Deportata a Lipari, Ida ricorre contro la misura di polizia, ma l’appello viene respinto. Tradotta a Ponza il 2 agosto 1930, vi rimane fino al marzo 1932, quando, rimessa in libertà, parte per Paola (Cosenza), dove si ricongiunge al suo compagno di vita Giacomo Bottino. Iscritta fra gli antifascisti da arrestare in determinate circostanze e sottoposta a libertà vigilata per tre anni, è considerata, nel 1934, “avversaria irriducibile” del fascismo e nel 1937 continua ad essere sorvegliata rigorosamente perché “serba immutati i suoi principi anarchici”. Nel 1938 è “ritenuta pericolosa in linea politica in quanto professa apertamente” le stesse idee politiche e nel 1939 viene fermata alla vigilia di una visita di Mussolini a Cosenza. Lei e il marito vennero rilasciati nei giorni immediatamente successivi. In questo lasso di tempo, nessuno dei persecutori si preoccupò che i figli Germinal, Spartaco e Scintilla sarebbero rimasti a casa da soli) e il suo nome è incluso tra coloro da assegnare al confino nell’eventualità di una guerra.
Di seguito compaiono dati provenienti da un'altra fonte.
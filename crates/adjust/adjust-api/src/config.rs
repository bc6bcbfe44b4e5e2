//! Price adjustment configuration types.

use adjust_core::{
    AggregateStatistic, FallbackPolicy, GroupedMedian, InversionMethod, KRingMedian,
    L1NormInversion, LeastSquares, NeighborhoodIndex, PriceAdjuster, TargetMonthPolicy,
    DEFAULT_ORDER,
};
use adjust_core::inversion::DEFAULT_UPPER_BOUND_SCALE;
use adjust_spi::{AdjustError, Result, YearMonth};
use serde::{Deserialize, Serialize};
use std::path::Path;

// ============================================================================
// Aggregation Configuration
// ============================================================================

/// How records are reduced to the monthly series each trend is fitted to.
#[derive(Debug, Clone, Copy, PartialEq, Eq, Serialize, Deserialize)]
#[serde(default)]
pub struct AggregationConfig {
    /// Statistic per month bucket.
    pub statistic: AggregateStatistic,
    /// Fit one trend per location (true) or one for the whole dataset.
    pub grouped: bool,
    /// Neighbourhood radius used by [`AdjustmentConfig::build_k_ring`].
    pub k_ring_radius: u32,
}

impl Default for AggregationConfig {
    fn default() -> Self {
        Self {
            statistic: AggregateStatistic::Median,
            grouped: true,
            k_ring_radius: 1,
        }
    }
}

// ============================================================================
// Adjustment Configuration
// ============================================================================

/// Adjustment engine configuration.
///
/// Every field is optional in serialized form and falls back to its default.
#[derive(Debug, Clone, PartialEq, Serialize, Deserialize)]
#[serde(default)]
pub struct AdjustmentConfig {
    /// Number of polynomial coefficients (4 gives a cubic).
    pub order: usize,
    /// Inversion method for the trend fit.
    pub method: InversionMethod,
    /// Reference month prices are rescaled toward.
    pub target: TargetMonthPolicy,
    /// Time index anchor; the earliest record month when unset.
    pub start_month: Option<YearMonth>,
    /// Behaviour when the L1 program fails.
    pub fallback: FallbackPolicy,
    /// Multiple of the largest least-squares coefficient bounding L1 coefficients.
    pub l1_upper_bound_scale: f64,
    pub aggregation: AggregationConfig,
    /// Fit groups in parallel.
    pub parallel: bool,
}

impl Default for AdjustmentConfig {
    fn default() -> Self {
        Self {
            order: DEFAULT_ORDER,
            method: InversionMethod::LeastSquares,
            target: TargetMonthPolicy::Current,
            start_month: None,
            fallback: FallbackPolicy::Disabled,
            l1_upper_bound_scale: DEFAULT_UPPER_BOUND_SCALE,
            aggregation: AggregationConfig::default(),
            parallel: false,
        }
    }
}

impl AdjustmentConfig {
    pub fn new() -> Self {
        Self::default()
    }

    /// Robust L1 fit that refits with least squares when the program fails.
    pub fn robust() -> Self {
        Self {
            method: InversionMethod::L1Norm,
            fallback: FallbackPolicy::LeastSquares,
            ..Self::default()
        }
    }

    pub fn with_order(mut self, order: usize) -> Self {
        self.order = order;
        self
    }

    pub fn with_method(mut self, method: InversionMethod) -> Self {
        self.method = method;
        self
    }

    pub fn with_target(mut self, target: TargetMonthPolicy) -> Self {
        self.target = target;
        self
    }

    pub fn with_start_month(mut self, start_month: YearMonth) -> Self {
        self.start_month = Some(start_month);
        self
    }

    pub fn with_fallback(mut self, fallback: FallbackPolicy) -> Self {
        self.fallback = fallback;
        self
    }

    pub fn with_aggregation(mut self, aggregation: AggregationConfig) -> Self {
        self.aggregation = aggregation;
        self
    }

    pub fn with_parallel(mut self, parallel: bool) -> Self {
        self.parallel = parallel;
        self
    }

    /// Check parameter ranges.
    pub fn validate(&self) -> Result<()> {
        if self.order == 0 {
            return Err(AdjustError::InvalidParameter {
                name: "order".to_string(),
                reason: "must be at least 1".to_string(),
            });
        }
        if !(self.l1_upper_bound_scale.is_finite() && self.l1_upper_bound_scale > 0.0) {
            return Err(AdjustError::InvalidParameter {
                name: "l1_upper_bound_scale".to_string(),
                reason: format!("must be positive and finite, got {}", self.l1_upper_bound_scale),
            });
        }
        Ok(())
    }

    /// Parse and validate a JSON configuration.
    pub fn from_json(json: &str) -> Result<Self> {
        let config: Self =
            serde_json::from_str(json).map_err(|e| AdjustError::Config(e.to_string()))?;
        config.validate()?;
        Ok(config)
    }

    /// Read, parse, and validate a JSON configuration file.
    pub fn from_json_file(path: impl AsRef<Path>) -> Result<Self> {
        let path = path.as_ref();
        let json = std::fs::read_to_string(path)
            .map_err(|e| AdjustError::Config(format!("{}: {}", path.display(), e)))?;
        Self::from_json(&json)
    }

    /// Construct the engine this configuration describes.
    pub fn build(&self) -> Result<PriceAdjuster> {
        self.validate()?;
        Ok(self.engine().with_source(GroupedMedian {
            grouped: self.aggregation.grouped,
            statistic: self.aggregation.statistic,
        }))
    }

    /// Construct an engine whose series pool each cell's k-ring in `index`,
    /// with radius `aggregation.k_ring_radius`. `aggregation.grouped` is
    /// ignored; every cell gets its own series.
    pub fn build_k_ring<I>(&self, index: I) -> Result<PriceAdjuster>
    where
        I: NeighborhoodIndex + 'static,
    {
        self.validate()?;
        Ok(self.engine().with_source(
            KRingMedian::new(index, self.aggregation.k_ring_radius)
                .with_statistic(self.aggregation.statistic),
        ))
    }

    fn engine(&self) -> PriceAdjuster {
        let mut adjuster = PriceAdjuster::new()
            .with_order(self.order)
            .with_target(self.target)
            .with_fallback(self.fallback)
            .with_parallel(self.parallel);
        if let Some(start_month) = self.start_month {
            adjuster = adjuster.with_start_month(start_month);
        }
        match self.method {
            InversionMethod::LeastSquares => adjuster.with_strategy(LeastSquares),
            InversionMethod::L1Norm => {
                adjuster.with_strategy(L1NormInversion::new(self.l1_upper_bound_scale))
            }
        }
    }
}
Tre anni dopo è ancora «vigilata attentamente». Sebbene ben inserita con la famiglia a Cosenza (la figlia Scintilla parla al congressi degli anarchici del 1946 e il padre Eusebio fa parte del CLN locale), dopo la liberazione, nel gennaio 1947, si trasferisce con la famiglia in Brasile, dove Giacomo Bottino era stato in gioventù. Giacomo, perseguitato dalla polizia anche in Sud America, viene ucciso, da un rissoso confinante nel corso di una banale lite. I figli Scintilla, Germinal e Spartaco diventano rispettivamente maestra, architetto e medico anestesista.
Ritornata nuovamente in Italia, ospite della sorella Ines a Roma, nel 1973 avanza domanda al governo italiano affinché le vengano riconosciuti i benefici di legge previsti per i perseguitati politici antifascisti e razziali e i loro familiari superstiti. Nel 1975, accogliendo l’istanza, il governo, riconosce i suoi diritti e le concede un assegno vitalizio di benemerenza e uno di reversibilità del marito. Tornata in Brasile, la ragazza delle barricate di Certaldo, del confino a Lipari e Ponza, della resistenza cosentina, muore a Niteròi, località vicino a Rio de Janeiro, all’età di 92 anni.